Tacciano le armi: un grido nel deserto dal mondo della cultura

È stata l’unica italiana presente a un festival storico. Alla 26esima edizione del “Ditët e Naimit”. Un’occasione, la manifestazione andata in scena in Macedonia e Kosovo, che è servita ad esportare il talento della poeta e drammaturga tarantina, e nel contempo a ribadire la necessità del dialogo tra nazioni e popoli: Mara Venuto è naturalmente una donna di pace. Lo spirito di pace ha albergato nella recente manifestazione. Mentre la guerra continua, infuria in Ucraina.
Tacciano le armi
Cosa ne pensa lei sulla questione più dibattuta? “La mia posizione è simile a quella di tanti cattolici, proposta e portata avanti da papa Francesco sin dall’inizio del conflitto: l’invito a far tacere le armi e a riaprire i negoziati. Questa posizione, intesa come grido nel deserto, è molto minoritaria oggi”. “In Italia ci sono persone non favorevoli alla guerra, per ragioni egoistiche – spiega meglio la signora Venuto – per le ripercussioni importanti che ci sono state sull’economia”. In realtà il cessate il fuoco dovrebbe essere motivato dal sentimento di empatia o compassione verso la popolazione colpita.
L’invito è a guardare oltre: “Lo spargimento di sangue, le distruzioni, in un Paese che era già povero, di fatto condanna alla povertà intere generazioni”. Il guaio è che la volontà di pace sembra mancare anche dalla parte ucraina. MV ricorda il concerto per la pace che ha presentato il mese scorso ad Ostuni: “C’erano giovani musiciste ucraine residenti in Italia, alle quali ho chiesto se sperassero in una risoluzione del conflitto. La loro risposta è stata: noi non speriamo nella fine: noi vinceremo, schiacceremo la Russia”.

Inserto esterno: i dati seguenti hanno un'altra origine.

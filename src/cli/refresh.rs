//! `refresh` command: stamp metadata sidecars for tracked pages.

use crate::config::{SiteConfig, Strategy};
use crate::{debug, meta};
use anyhow::Result;

pub fn run(config: &SiteConfig, strategy: Option<Strategy>) -> Result<()> {
    let strategy = strategy.unwrap_or(config.meta.strategy);
    debug!("meta"; "strategy: {strategy:?}, {} tracked pages", config.meta.pages.len());
    meta::refresh(config, strategy)
}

La missione della cultura,
l’esempio di Mara Venuto
Tornando all’esperienza del Festival “la realtà trovata in Macedonia e in Kosovo presenta analogie con quella di Ucraina e Donbass: si tratta di territori abitati da popolazioni diverse dal punto di vista etnico, linguistico e religioso, in contrasto le une con le altre”. Ecco la presenza salvifica della poesia. Che chiama a raccolta i suoi interpreti da tutto il mondo, anche dalle zone di conflitto, per unire. “Un tentativo riuscito, che ci dà anche una prospettiva, su quanto potrebbe accadere: ci fa comprendere che se c’è un obiettivo comune, la pace, contro l’inferno in terra della guerra, i popoli dovrebbero cercare di dialogare e riunirsi”.

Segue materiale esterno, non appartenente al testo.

//! External command execution utilities.
//!
//! Provides a Builder-based API for running external tools (the font
//! subsetter, git) with proper output handling.
//!
//! # Examples
//!
//! ```ignore
//! use crate::utils::exec::Cmd;
//!
//! // Simple command
//! Cmd::new("git").args(["status", "-s"]).run()?;
//!
//! // From a command array (supports multi-word fallbacks like
//! // `python3 -m fontTools.subset`)
//! Cmd::from_slice(&["python3", "-m", "fontTools.subset"])
//!     .arg(font_path)
//!     .cwd(root)
//!     .run()?;
//! ```

use crate::log;
use anyhow::{Context, Result};
use regex::Regex;
use std::{
    ffi::{OsStr, OsString},
    path::{Path, PathBuf},
    process::{Command, Output},
    sync::OnceLock,
};

// ============================================================================
// Builder API
// ============================================================================

/// Command builder for external process execution.
///
/// Provides a fluent API for configuring and running external commands.
#[derive(Default)]
pub struct Cmd {
    program: OsString,
    args: Vec<OsString>,
    cwd: Option<PathBuf>,
    filter: Option<&'static FilterRule>,
}

impl Cmd {
    /// Create a new command builder.
    pub fn new<S: AsRef<OsStr>>(program: S) -> Self {
        Self {
            program: program.as_ref().to_owned(),
            ..Default::default()
        }
    }

    /// Create from a command array (e.g., `["pyftsubset"]` or
    /// `["python3", "-m", "fontTools.subset"]`).
    pub fn from_slice<S: AsRef<OsStr>>(cmd: &[S]) -> Self {
        let mut iter = cmd.iter();
        let program = iter
            .next()
            .map(|s| s.as_ref().to_owned())
            .unwrap_or_default();
        let args: Vec<_> = iter.map(|s| s.as_ref().to_owned()).collect();
        Self {
            program,
            args,
            ..Default::default()
        }
    }

    /// Add a single argument.
    pub fn arg<S: AsRef<OsStr>>(mut self, arg: S) -> Self {
        let arg = arg.as_ref();
        if !arg.is_empty() {
            self.args.push(arg.to_owned());
        }
        self
    }

    /// Add multiple arguments.
    pub fn args<I, S>(mut self, args: I) -> Self
    where
        I: IntoIterator<Item = S>,
        S: AsRef<OsStr>,
    {
        for arg in args {
            let arg = arg.as_ref();
            if !arg.is_empty() {
                self.args.push(arg.to_owned());
            }
        }
        self
    }

    /// Set working directory.
    pub fn cwd<P: AsRef<Path>>(mut self, dir: P) -> Self {
        self.cwd = Some(dir.as_ref().to_owned());
        self
    }

    /// Set output filter for logging.
    pub fn filter(mut self, filter: &'static FilterRule) -> Self {
        self.filter = Some(filter);
        self
    }

    /// Execute the command and return output.
    ///
    /// Blocks until completion. Non-zero exit becomes an error carrying
    /// the tool's stderr.
    pub fn run(self) -> Result<Output> {
        let filter = self.filter.unwrap_or(&EMPTY_FILTER);
        let name = self.program_name();

        let mut cmd = Command::new(&self.program);
        cmd.args(&self.args);

        if let Some(dir) = &self.cwd {
            cmd.current_dir(dir);
        }

        let output = cmd
            .output()
            .with_context(|| format!("Failed to execute `{name}`"))?;

        log_output(&name, &output, filter)?;
        Ok(output)
    }

    /// Get the program name for error messages.
    fn program_name(&self) -> String {
        self.program.to_string_lossy().to_string()
    }
}

/// Create a command from a single program name.
///
/// This is a helper for the `exec!` macro.
#[inline]
pub fn cmd<S: AsRef<OsStr>>(program: S) -> Cmd {
    Cmd::new(program)
}

// ============================================================================
// Macro (syntax sugar for simple cases)
// ============================================================================

/// Run an external command with arguments.
///
/// # Syntax
///
/// ```ignore
/// // Simple: command and args
/// exec!("git"; "status", "-s")?;
///
/// // With working directory
/// exec!(root; "git"; "diff", "--name-only", "HEAD^", "HEAD")?;
/// ```
#[macro_export]
macro_rules! exec {
    // root + single cmd
    ($root:expr; $cmd:expr; $($arg:expr),* $(,)?) => {
        $crate::utils::exec::cmd($cmd)
            $(.arg($arg))*
            .cwd($root)
            .run()
    };

    // single cmd only
    ($cmd:expr; $($arg:expr),* $(,)?) => {
        $crate::utils::exec::cmd($cmd)
            $(.arg($arg))*
            .run()
    };
}

// ============================================================================
// Output Filtering
// ============================================================================

/// Filter rule for command output logging.
///
/// Used to reduce noise by skipping known warnings or irrelevant messages.
pub struct FilterRule {
    /// Prefixes to skip when logging output.
    pub skip_prefixes: &'static [&'static str],
}

impl FilterRule {
    /// Create a new filter rule.
    pub const fn new(skip_prefixes: &'static [&'static str]) -> Self {
        Self { skip_prefixes }
    }

    /// Check if a line should be skipped.
    fn should_skip(&self, line: &str) -> bool {
        line.is_empty() || self.skip_prefixes.iter().any(|p| line.starts_with(p))
    }

    /// Log output lines that pass the filter.
    pub fn log(&self, name: &str, output: &str) {
        let lines: Vec<_> = output
            .lines()
            .filter(|line| {
                let plain = strip_ansi(line);
                let trimmed = plain.trim();
                !trimmed.is_empty() && !self.should_skip(trimmed)
            })
            .collect();

        if !lines.is_empty() {
            log!(name; "{}", lines.join("\n"));
        }
    }
}

/// Empty filter (no skipping).
pub const EMPTY_FILTER: FilterRule = FilterRule::new(&[]);

// ============================================================================
// Helpers
// ============================================================================

/// Strip ANSI escape codes from string.
fn strip_ansi(s: &str) -> std::borrow::Cow<'_, str> {
    static RE: OnceLock<Regex> = OnceLock::new();
    let re = RE.get_or_init(|| Regex::new(r"\x1b\[[0-9;]*m").unwrap());
    re.replace_all(s, "")
}

/// Log command output, returning error on failure.
fn log_output(name: &str, output: &Output, filter: &'static FilterRule) -> Result<()> {
    if !output.status.success() {
        anyhow::bail!(format_error(name, output, filter));
    }

    let stderr = String::from_utf8_lossy(&output.stderr);
    filter.log(name, stderr.trim());
    Ok(())
}

/// Format error message for failed command.
fn format_error(name: &str, output: &Output, filter: &'static FilterRule) -> String {
    let stderr = String::from_utf8_lossy(&output.stderr);

    let error_msg = filter
        .skip_prefixes
        .iter()
        .fold(stderr.trim(), |s, p| s.trim_start_matches(p).trim_start());

    let mut msg = format!("Command `{name}` failed with {}", output.status);
    if !error_msg.is_empty() {
        msg.push('\n');
        msg.push_str(error_msg);
    }
    msg
}

// ============================================================================
// Tests
// ============================================================================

La cultura in generale ci insegna che “non può esserci la fine delle ostilità senza un compromesso”. “Tutti devono rinunciare a qualcosa, altrimenti manca la base per negoziare”, aggiunge l’autrice della raccolta La lingua della città (Delta 3 Edizioni) ricordando che al festival c’erano poeti dalla Turchia e dagli Stati Uniti, un poeta proveniente dal Pakistan (“altra polveriera”), da Paesi prevalentemente ostili. “L’intento di tutti era quello di dialogare, di aprirsi, di ascoltarsi anche in lingue differenti. Non si comprende spesso quasi nulla ma si può entrare in un certo spirito”.